When I think of the so-called heyday of Hollywood, I think of the power of illusion. That’s because the Hollywood glitterati always looked so happy, and now we know they seldom were. In spite of the deception that continues today, we remain intrigued about the secret inner workings of the place. And at a museum in Los Angeles, we can see how Hollywood fans have preserved it all.

In a January article at the Los Angeles Times, Mary McNamara wrote about “a small and simple structure, standing near the corner of Selma and Vine, which Cecil B. DeMille leased after he, Jesse Lasky, Samuel Goldwyn (then Goldfish) and Arthur Friend decided that their first choice of Flagstaff, Ariz., was too cold and dark to shoot an adaptation of the play The Squaw Man.

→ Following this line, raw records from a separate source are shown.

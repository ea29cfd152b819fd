//! Login/logout: the capability boundary, not a user system.
//!
//! The panel has a single shared access key. Presenting it issues the
//! catalog-write capability cookie; everything behind `/products` requires
//! that cookie. Proper multi-user authentication is deliberately out of
//! scope for this subsystem.

use askama::Template;
use axum::{
    extract::State,
    http::{HeaderValue, StatusCode, header},
    response::{Html, IntoResponse, Redirect, Response},
};
use serde::Deserialize;
use tracing::instrument;

use crate::filters;
use crate::middleware::{COOKIE_NAME, capability_token, verify_access_key};
use crate::state::AppState;

/// Login page template.
#[derive(Template)]
#[template(path = "login.html")]
pub struct LoginTemplate {
    pub error: Option<String>,
}

/// Login form body.
#[derive(Debug, Deserialize)]
pub struct LoginForm {
    pub access_key: String,
}

/// Login page handler.
pub async fn login_page() -> Html<String> {
    render(&LoginTemplate { error: None })
}

/// Exchange the shared access key for the capability cookie.
#[instrument(skip(state, form))]
pub async fn login(
    State(state): State<AppState>,
    axum::Form(form): axum::Form<LoginForm>,
) -> Response {
    if !verify_access_key(&state.config().access_key, &form.access_key) {
        tracing::warn!("login attempt with wrong access key");
        let body = render(&LoginTemplate {
            error: Some("Wrong access key".to_string()),
        });
        return (StatusCode::UNAUTHORIZED, body).into_response();
    }

    let token = capability_token(&state.config().session_secret);
    let secure = if state.config().base_url.starts_with("https://") {
        "; Secure"
    } else {
        ""
    };
    let cookie = format!("{COOKIE_NAME}={token}; Path=/; HttpOnly; SameSite=Strict{secure}");

    let mut response = Redirect::to("/products").into_response();
    if let Ok(value) = HeaderValue::from_str(&cookie) {
        response.headers_mut().insert(header::SET_COOKIE, value);
    }
    response
}

/// Clear the capability cookie.
pub async fn logout() -> Response {
    let cookie = format!("{COOKIE_NAME}=; Path=/; HttpOnly; Max-Age=0");

    let mut response = Redirect::to("/login").into_response();
    if let Ok(value) = HeaderValue::from_str(&cookie) {
        response.headers_mut().insert(header::SET_COOKIE, value);
    }
    response
}

fn render(template: &LoginTemplate) -> Html<String> {
    Html(template.render().unwrap_or_else(|e| {
        tracing::error!("Template render error: {}", e);
        "Internal Server Error".to_string()
    }))
}
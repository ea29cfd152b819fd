//! Application state shared across handlers.

use std::sync::Arc;

use sqlx::PgPool;

use crate::config::AdminConfig;
use crate::media::BlobStoreClient;
use crate::services::EditorSessions;

/// Application state shared across all handlers.
///
/// Cheaply cloneable via `Arc`; gives handlers access to configuration, the
/// database pool, the object store client, and the open gallery editing
/// sessions.
#[derive(Clone)]
pub struct AppState {
    inner: Arc<AppStateInner>,
}

struct AppStateInner {
    config: AdminConfig,
    pool: PgPool,
    blob: BlobStoreClient,
    editors: EditorSessions,
}

impl AppState {
    /// Create a new application state.
    #[must_use]
    pub fn new(config: AdminConfig, pool: PgPool) -> Self {
        let blob = BlobStoreClient::new(config.blob());

        Self {
            inner: Arc::new(AppStateInner {
                config,
                pool,
                blob,
                editors: EditorSessions::new(),
            }),
        }
    }

    /// Get a reference to the admin configuration.
    #[must_use]
    pub fn config(&self) -> &AdminConfig {
        &self.inner.config
    }

    /// Get a reference to the database connection pool.
    #[must_use]
    pub fn pool(&self) -> &PgPool {
        &self.inner.pool
    }

    /// Get a reference to the object store client.
    #[must_use]
    pub fn blob(&self) -> &BlobStoreClient {
        &self.inner.blob
    }

    /// Get a reference to the gallery editing session registry.
    #[must_use]
    pub fn editors(&self) -> &EditorSessions {
        &self.inner.editors
    }
}
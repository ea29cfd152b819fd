//! Service layer for the admin panel.

pub mod gallery_editor;

pub use gallery_editor::{EditorError, EditorSessions, EditorSnapshot, GalleryEditor};
//! Unified error handling for admin.

use axum::{
    http::StatusCode,
    response::{IntoResponse, Response},
};
use thiserror::Error;

use crate::db::RepositoryError;
use crate::media::{StoreError, TranscodeError};
use crate::services::EditorError;

/// Application-level error type for the admin panel.
#[derive(Debug, Error)]
pub enum AppError {
    /// Database operation failed.
    #[error("Database error: {0}")]
    Database(#[from] RepositoryError),

    /// Image transcoding rejected or failed.
    #[error("Transcode error: {0}")]
    Transcode(#[from] TranscodeError),

    /// Object store upload failed.
    #[error("Upload error: {0}")]
    Store(#[from] StoreError),

    /// Resource not found.
    #[error("Not found: {0}")]
    NotFound(String),

    /// User is not authenticated.
    #[error("Unauthorized: {0}")]
    Unauthorized(String),

    /// Bad request from client.
    #[error("Bad request: {0}")]
    BadRequest(String),

    /// Internal server error.
    #[error("Internal error: {0}")]
    Internal(String),
}

impl From<EditorError> for AppError {
    fn from(err: EditorError) -> Self {
        match err {
            // A gone session is a stale tab, not a server fault.
            EditorError::Closed => Self::BadRequest("editing session is closed".to_string()),
            // Bad indices never come from well-formed editor markup.
            EditorError::Gallery(e) => Self::Internal(e.to_string()),
            EditorError::Persistence(e) => Self::Database(e),
        }
    }
}

impl IntoResponse for AppError {
    fn into_response(self) -> Response {
        // Log server errors with Sentry
        if matches!(self, Self::Database(_) | Self::Internal(_) | Self::Store(_)) {
            let event_id = sentry::capture_error(&self);
            tracing::error!(
                error = %self,
                sentry_event_id = %event_id,
                "Admin request error"
            );
        }

        let status = match &self {
            Self::Database(_) | Self::Internal(_) => StatusCode::INTERNAL_SERVER_ERROR,
            Self::Store(_) => StatusCode::BAD_GATEWAY,
            Self::Transcode(TranscodeError::UnsupportedMedia(_)) => {
                StatusCode::UNSUPPORTED_MEDIA_TYPE
            }
            Self::Transcode(_) => StatusCode::UNPROCESSABLE_ENTITY,
            Self::NotFound(_) => StatusCode::NOT_FOUND,
            Self::Unauthorized(_) => StatusCode::UNAUTHORIZED,
            Self::BadRequest(_) => StatusCode::BAD_REQUEST,
        };

        // Don't expose internal error details to clients
        let message = match &self {
            Self::Database(_) | Self::Internal(_) => "Internal server error".to_string(),
            Self::Store(_) => "Upload failed, try again".to_string(),
            _ => self.to_string(),
        };

        (status, message).into_response()
    }
}

#[cfg(test)]
mod tests {
    use super::*;

    fn get_status(err: AppError) -> StatusCode {
        err.into_response().status()
    }

    #[test]
    fn test_app_error_display() {
        let err = AppError::NotFound("product 123".to_string());
        assert_eq!(err.to_string(), "Not found: product 123");

        let err = AppError::BadRequest("invalid input".to_string());
        assert_eq!(err.to_string(), "Bad request: invalid input");
    }

    #[test]
    fn test_app_error_status_codes() {
        assert_eq!(
            get_status(AppError::NotFound("test".to_string())),
            StatusCode::NOT_FOUND
        );
        assert_eq!(
            get_status(AppError::Unauthorized("test".to_string())),
            StatusCode::UNAUTHORIZED
        );
        assert_eq!(
            get_status(AppError::BadRequest("test".to_string())),
            StatusCode::BAD_REQUEST
        );
        assert_eq!(
            get_status(AppError::Internal("test".to_string())),
            StatusCode::INTERNAL_SERVER_ERROR
        );
    }

    #[test]
    fn test_transcode_errors_reject_before_upload() {
        assert_eq!(
            get_status(AppError::Transcode(TranscodeError::UnsupportedMedia(
                "text/plain".to_string()
            ))),
            StatusCode::UNSUPPORTED_MEDIA_TYPE
        );
    }

    #[test]
    fn test_store_error_is_retryable_gateway_failure() {
        let err = AppError::Store(StoreError::Request("connection refused".to_string()));
        let response = err.into_response();
        assert_eq!(response.status(), StatusCode::BAD_GATEWAY);
    }

    #[test]
    fn test_gallery_index_defect_maps_to_internal() {
        let err = AppError::from(EditorError::Gallery(
            tandem_core::GalleryError::IndexOutOfRange { index: 9, len: 2 },
        ));
        assert_eq!(get_status(err), StatusCode::INTERNAL_SERVER_ERROR);
    }
}
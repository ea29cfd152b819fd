//! Admin configuration loaded from environment variables.
//!
//! # Environment Variables
//!
//! ## Required
//! - `ADMIN_DATABASE_URL` - `PostgreSQL` connection string
//! - `ADMIN_BASE_URL` - Public URL for the admin panel
//! - `ADMIN_SESSION_SECRET` - Capability-cookie signing secret (min 32 chars, high entropy)
//! - `ADMIN_ACCESS_KEY` - Shared access key exchanged for the capability cookie
//! - `BLOB_STORE_URL` - Base URL of the object store (e.g., https://xyz.supabase.co)
//! - `BLOB_STORE_SERVICE_KEY` - Object store service key (HIGH PRIVILEGE)
//!
//! ## Optional
//! - `ADMIN_HOST` - Bind address (default: 127.0.0.1)
//! - `ADMIN_PORT` - Listen port (default: 3001)
//! - `BLOB_STORE_BUCKET` - Object store bucket name (default: images)
//! - `SENTRY_DSN` - Sentry error tracking DSN
//!
//! ## Optional (TLS)
//! - `ADMIN_TLS_CERT` - PEM-encoded certificate chain
//! - `ADMIN_TLS_KEY` - PEM-encoded private key

use std::collections::HashMap;
use std::net::{IpAddr, SocketAddr};

use secrecy::{ExposeSecret, SecretString};
use thiserror::Error;

const MIN_SESSION_SECRET_LENGTH: usize = 32;
const MIN_ENTROPY_BITS_PER_CHAR: f64 = 3.3;
const DEFAULT_BLOB_BUCKET: &str = "images";

/// Blocklist of common placeholder patterns (case-insensitive)
const PLACEHOLDER_PATTERNS: &[&str] = &[
    "your-",
    "changeme",
    "replace",
    "placeholder",
    "example",
    "secret",
    "password",
    "xxx",
    "todo",
    "fixme",
    "insert",
    "enter-",
    "put-your",
    "add-your",
];

/// Configuration errors that can occur during loading.
#[derive(Debug, Error)]
pub enum ConfigError {
    #[error("Missing environment variable: {0}")]
    MissingEnvVar(String),
    #[error("Invalid environment variable {0}: {1}")]
    InvalidEnvVar(String, String),
    #[error("Insecure secret in {0}: {1}")]
    InsecureSecret(String, String),
}

/// Admin application configuration.
#[derive(Debug, Clone)]
pub struct AdminConfig {
    /// `PostgreSQL` database connection URL (contains password)
    pub database_url: SecretString,
    /// IP address to bind the server to
    pub host: IpAddr,
    /// Port to listen on
    pub port: u16,
    /// Public base URL for the admin panel
    pub base_url: String,
    /// Capability-cookie signing secret
    pub session_secret: SecretString,
    /// Shared access key the login form checks before issuing the cookie
    pub access_key: SecretString,
    /// Object store configuration for gallery uploads
    pub blob: BlobStoreConfig,
    /// Sentry DSN for error tracking
    pub sentry_dsn: Option<String>,
    /// Sentry environment (e.g., "development", "staging", "production")
    pub sentry_environment: Option<String>,
    /// Sentry error sample rate (0.0 to 1.0)
    pub sentry_sample_rate: f32,
    /// Sentry traces sample rate for performance monitoring (0.0 to 1.0)
    pub sentry_traces_sample_rate: f32,
    /// TLS configuration for HTTPS (optional)
    pub tls: Option<TlsConfig>,
}

/// Object store configuration.
///
/// Implements `Debug` manually to redact the service key, which grants
/// unrestricted write access to the bucket.
#[derive(Clone)]
pub struct BlobStoreConfig {
    /// Base URL of the object store API
    pub base_url: String,
    /// Bucket that holds gallery images
    pub bucket: String,
    /// Service key (HIGH PRIVILEGE - full bucket access)
    pub service_key: SecretString,
}

impl std::fmt::Debug for BlobStoreConfig {
    fn fmt(&self, f: &mut std::fmt::Formatter<'_>) -> std::fmt::Result {
        f.debug_struct("BlobStoreConfig")
            .field("base_url", &self.base_url)
            .field("bucket", &self.bucket)
            .field("service_key", &"[REDACTED]")
            .finish()
    }
}

impl BlobStoreConfig {
    fn from_env() -> Result<Self, ConfigError> {
        let base_url = get_required_env("BLOB_STORE_URL")?;
        let base_url = base_url.trim_end_matches('/').to_string();

        Ok(Self {
            base_url,
            bucket: get_env_or_default("BLOB_STORE_BUCKET", DEFAULT_BLOB_BUCKET),
            service_key: get_validated_secret("BLOB_STORE_SERVICE_KEY")?,
        })
    }
}

/// TLS configuration for HTTPS.
#[derive(Clone)]
pub struct TlsConfig {
    /// PEM-encoded certificate chain
    pub cert_pem: String,
    /// PEM-encoded private key
    pub key_pem: SecretString,
}

impl std::fmt::Debug for TlsConfig {
    fn fmt(&self, f: &mut std::fmt::Formatter<'_>) -> std::fmt::Result {
        f.debug_struct("TlsConfig")
            .field("cert_pem", &"[CERTIFICATE]")
            .field("key_pem", &"[REDACTED]")
            .finish()
    }
}

impl TlsConfig {
    fn from_env() -> Result<Option<Self>, ConfigError> {
        let cert_pem = get_optional_env("ADMIN_TLS_CERT");
        let key_pem = get_optional_env("ADMIN_TLS_KEY");

        match (cert_pem, key_pem) {
            (Some(cert), Some(key)) => Ok(Some(Self {
                cert_pem: cert,
                key_pem: SecretString::from(key),
            })),
            (None, None) => Ok(None),
            _ => Err(ConfigError::InvalidEnvVar(
                "ADMIN_TLS_*".to_string(),
                "Both ADMIN_TLS_CERT and ADMIN_TLS_KEY must be set together".to_string(),
            )),
        }
    }
}

impl AdminConfig {
    /// Load configuration from environment variables.
    ///
    /// Calls `dotenvy::dotenv()` to load from `.env` file if present.
    ///
    /// # Errors
    ///
    /// Returns `ConfigError` if required variables are missing, invalid, or
    /// if secrets fail validation (placeholder detection, entropy check).
    pub fn from_env() -> Result<Self, ConfigError> {
        // Load .env file if present (ignore errors if not found)
        let _ = dotenvy::dotenv();

        let database_url = get_database_url("ADMIN_DATABASE_URL")?;
        let host = get_env_or_default("ADMIN_HOST", "127.0.0.1")
            .parse::<IpAddr>()
            .map_err(|e| ConfigError::InvalidEnvVar("ADMIN_HOST".to_string(), e.to_string()))?;
        let port = get_env_or_default("ADMIN_PORT", "3001")
            .parse::<u16>()
            .map_err(|e| ConfigError::InvalidEnvVar("ADMIN_PORT".to_string(), e.to_string()))?;
        let base_url = get_required_env("ADMIN_BASE_URL")?;
        let session_secret = get_validated_secret("ADMIN_SESSION_SECRET")?;
        validate_session_secret(&session_secret, "ADMIN_SESSION_SECRET")?;
        let access_key = get_validated_secret("ADMIN_ACCESS_KEY")?;

        let blob = BlobStoreConfig::from_env()?;
        let sentry_dsn = get_optional_env("SENTRY_DSN");
        let sentry_environment = get_optional_env("SENTRY_ENVIRONMENT");
        let sentry_sample_rate = get_optional_env("SENTRY_SAMPLE_RATE")
            .and_then(|s| s.parse().ok())
            .unwrap_or(1.0);
        let sentry_traces_sample_rate = get_optional_env("SENTRY_TRACES_SAMPLE_RATE")
            .and_then(|s| s.parse().ok())
            .unwrap_or(1.0);
        let tls = TlsConfig::from_env()?;

        Ok(Self {
            database_url,
            host,
            port,
            base_url,
            session_secret,
            access_key,
            blob,
            sentry_dsn,
            sentry_environment,
            sentry_sample_rate,
            sentry_traces_sample_rate,
            tls,
        })
    }

    /// Returns the socket address for binding the server.
    #[must_use]
    pub const fn socket_addr(&self) -> SocketAddr {
        SocketAddr::new(self.host, self.port)
    }

    /// Returns a reference to the object store configuration.
    #[must_use]
    pub const fn blob(&self) -> &BlobStoreConfig {
        &self.blob
    }
}

// =============================================================================
// Helper Functions
// =============================================================================

/// Get a required environment variable.
fn get_required_env(key: &str) -> Result<String, ConfigError> {
    std::env::var(key).map_err(|_| ConfigError::MissingEnvVar(key.to_string()))
}

/// Get database URL with fallback to generic `DATABASE_URL` (used by Fly.io postgres attach).
fn get_database_url(primary_key: &str) -> Result<SecretString, ConfigError> {
    // Try primary key first (e.g., ADMIN_DATABASE_URL)
    if let Ok(value) = std::env::var(primary_key) {
        return Ok(SecretString::from(value));
    }
    // Fallback to generic DATABASE_URL (set by Fly.io postgres attach)
    if let Ok(value) = std::env::var("DATABASE_URL") {
        return Ok(SecretString::from(value));
    }
    Err(ConfigError::MissingEnvVar(primary_key.to_string()))
}

/// Get an optional environment variable.
fn get_optional_env(key: &str) -> Option<String> {
    std::env::var(key).ok()
}

/// Get an environment variable with a default value.
fn get_env_or_default(key: &str, default: &str) -> String {
    std::env::var(key).unwrap_or_else(|_| default.to_string())
}

/// Validate that a session secret meets minimum length requirements.
fn validate_session_secret(secret: &SecretString, var_name: &str) -> Result<(), ConfigError> {
    let value = secret.expose_secret();
    if value.len() < MIN_SESSION_SECRET_LENGTH {
        return Err(ConfigError::InsecureSecret(
            var_name.to_string(),
            format!(
                "must be at least {} characters (got {})",
                MIN_SESSION_SECRET_LENGTH,
                value.len()
            ),
        ));
    }
    Ok(())
}

/// Calculate Shannon entropy in bits per character.
fn shannon_entropy(s: &str) -> f64 {
    if s.is_empty() {
        return 0.0;
    }

    let mut freq: HashMap<char, usize> = HashMap::new();
    for c in s.chars() {
        *freq.entry(c).or_insert(0) += 1;
    }

    #[allow(clippy::cast_precision_loss)] // String length will never exceed f64 precision
    let len = s.len() as f64;
    freq.values()
        .map(|&count| {
            #[allow(clippy::cast_precision_loss)] // Character count will never exceed f64 precision
            let p = count as f64 / len;
            -p * p.log2()
        })
        .sum()
}

/// Validate that a secret is not a placeholder and has sufficient entropy.
fn validate_secret_strength(secret: &str, var_name: &str) -> Result<(), ConfigError> {
    let lower = secret.to_lowercase();

    // Check blocklist
    for pattern in PLACEHOLDER_PATTERNS {
        if lower.contains(pattern) {
            return Err(ConfigError::InsecureSecret(
                var_name.to_string(),
                format!("appears to be a placeholder (contains '{pattern}')"),
            ));
        }
    }

    // Check entropy (real secrets like API keys have high entropy)
    let entropy = shannon_entropy(secret);
    if entropy < MIN_ENTROPY_BITS_PER_CHAR {
        return Err(ConfigError::InsecureSecret(
            var_name.to_string(),
            format!(
                "entropy too low ({entropy:.2} bits/char, need >= {MIN_ENTROPY_BITS_PER_CHAR:.1}). Use a randomly generated secret."
            ),
        ));
    }

    Ok(())
}

/// Load and validate a secret from environment.
fn get_validated_secret(key: &str) -> Result<SecretString, ConfigError> {
    let value = get_required_env(key)?;
    validate_secret_strength(&value, key)?;
    Ok(SecretString::from(value))
}

#[cfg(test)]
#[allow(clippy::unwrap_used)]
mod tests {
    use super::*;

    #[test]
    fn test_shannon_entropy_empty() {
        assert!((shannon_entropy("") - 0.0).abs() < f64::EPSILON);
    }

    #[test]
    fn test_shannon_entropy_single_char() {
        // All same character = 0 entropy
        assert!((shannon_entropy("aaaaaaa") - 0.0).abs() < f64::EPSILON);
    }

    #[test]
    fn test_shannon_entropy_high() {
        // Random-looking string should have high entropy
        let entropy = shannon_entropy("aB3$xY9!mK2@nL5#");
        assert!(entropy > 3.3);
    }

    #[test]
    fn test_validate_secret_strength_placeholder() {
        let result = validate_secret_strength("your-api-key-here", "TEST_VAR");
        assert!(result.is_err());
        let err = result.unwrap_err();
        assert!(matches!(err, ConfigError::InsecureSecret(_, _)));
    }

    #[test]
    fn test_validate_secret_strength_low_entropy() {
        let result = validate_secret_strength("aaaaaaaaaaaaaaaaaaaaaaaaaaaaaaaaa", "TEST_VAR");
        assert!(result.is_err());
    }

    #[test]
    fn test_validate_secret_strength_valid() {
        // High-entropy random string
        let result = validate_secret_strength("aB3$xY9!mK2@nL5#pQ7&rT0*uW4^zC6", "TEST_VAR");
        assert!(result.is_ok());
    }

    #[test]
    fn test_validate_session_secret_too_short() {
        let secret = SecretString::from("short");
        let result = validate_session_secret(&secret, "TEST_SESSION");
        assert!(result.is_err());
    }

    #[test]
    fn test_validate_session_secret_valid_length() {
        let secret = SecretString::from("a".repeat(32));
        let result = validate_session_secret(&secret, "TEST_SESSION");
        assert!(result.is_ok());
    }

    #[test]
    fn test_socket_addr() {
        let config = AdminConfig {
            database_url: SecretString::from("postgres://localhost/test"),
            host: "127.0.0.1".parse().unwrap(),
            port: 3001,
            base_url: "http://localhost:3001".to_string(),
            session_secret: SecretString::from("x".repeat(32)),
            access_key: SecretString::from("k".repeat(32)),
            blob: BlobStoreConfig {
                base_url: "https://blob.test".to_string(),
                bucket: "images".to_string(),
                service_key: SecretString::from("service-key"),
            },
            sentry_dsn: None,
            sentry_environment: None,
            sentry_sample_rate: 1.0,
            sentry_traces_sample_rate: 1.0,
            tls: None,
        };

        let addr = config.socket_addr();
        assert_eq!(addr.ip().to_string(), "127.0.0.1");
        assert_eq!(addr.port(), 3001);
    }

    #[test]
    fn test_blob_store_config_debug_redacts_service_key() {
        let config = BlobStoreConfig {
            base_url: "https://blob.test".to_string(),
            bucket: "images".to_string(),
            service_key: SecretString::from("super_secret_service_key"),
        };

        let debug_output = format!("{config:?}");

        // Public fields should be visible
        assert!(debug_output.contains("https://blob.test"));
        assert!(debug_output.contains("images"));

        // Secret fields should be redacted
        assert!(debug_output.contains("[REDACTED]"));
        assert!(!debug_output.contains("super_secret_service_key"));
    }
}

“In 1913, the barn became home to the Jesse L. Lasky Feature Play Co. The Squaw Man, Hollywood’s first feature film, co-directed by DeMille, was released the following year.

“It is astonishing to think that everything we now know as ‘Hollywood’ … began under a cedar-shingled roof where DeMille set up in a tiny corner office and actors changed costumes in horse stalls.

“ ‘We’ve got the barn, we’ve got the talent — hey, kids, let’s put on a show’ is not just a tagline from all those Judy Garland/Mickey Rooney films; it’s the literal backbone of every cinematic story you’ve ever watched. …

“Even more astonishing, given Los Angeles’ reputation for razing or abandoning its history, is the fact that the Lasky-DeMille Barn remains open for business, home now to the Hollywood Heritage Museum. …

“ ‘Although motion pictures have furnished a means of livelihood to thousands,’ Lasky wrote in a 1926 edition of the Hollywood News that is part of the museum’s archives, ‘probably the greatest advantage they have given Southern California [is advertising.] No words, no amount of expensive magazine advertising could achieve the results that have been obtained through motion pictures. Our marvelous climate, our industries, our state’s unequaled advantages as a place for homes, as the ideal spot in which to raise families, all have been brought daily and nightly before hundreds of millions of persons throughout the world.’

“The Hollywood Heritage Museum, which celebrated its 40th anniversary in December, is, in many ways, the antithesis of the 4-year-old Academy Museum of Motion Pictures. … But while the Academy Museum offers exhibits that honor Old Hollywood, the nonprofit, mostly self-supporting Hollywood Heritage Museum is Old Hollywood, preserved and tended to with great care, an enduring reminder that most of humanity’s greatest endeavors began in small, unlikely, jerry-rigged spaces. …

“DeMille’s office has been re-created with personal items (including the director’s shoes and boots) donated by Paramount Pictures, and various exhibits detail the making of DeMille’s The Squaw Man, The Ten Commandments, The Greatest Show on Earth … and other films, and offer glimpses into early Hollywood with a collection of props, costumes, cameras, projectors and memorabilia.

“Screenings of silent films, hosted by the Hollywood Heritage’s Silent Society and often accompanied by live music, play here amid a changing palette of special exhibits, curated from the museum’s collection and the contributions of private collectors. (A recent celebration of pioneering leading ladies included a scarf that belonged to Carole Lombard; it was found in a suitcase that survived the plane crash in which she died. If you think I did not cry when I saw it, you would be wrong.) …

“The museum’s dedicated and all-volunteer staff, including museum director Angie Schneider and board president Margot Gerber, have a voluminous archive at their fingertips and know everything there is to know about early Hollywood, the industry and the neighborhood.

“There are no gleaming marble floors, touch-screen activated holograms or digital-age wizardry. Just old-fashioned storytelling. And that’s the whole point. …

“Remember that once upon a time, not that long ago, a few people took a big chance on the wild and crazy idea that moving pictures were the future.” More at the LA Times, via Yahoo, here.

And for a fascinating book on Hollywood’s earliest days, read Robin Cutler’s history of one of the first female scriptwriters, Such Mad Fun. I loved it.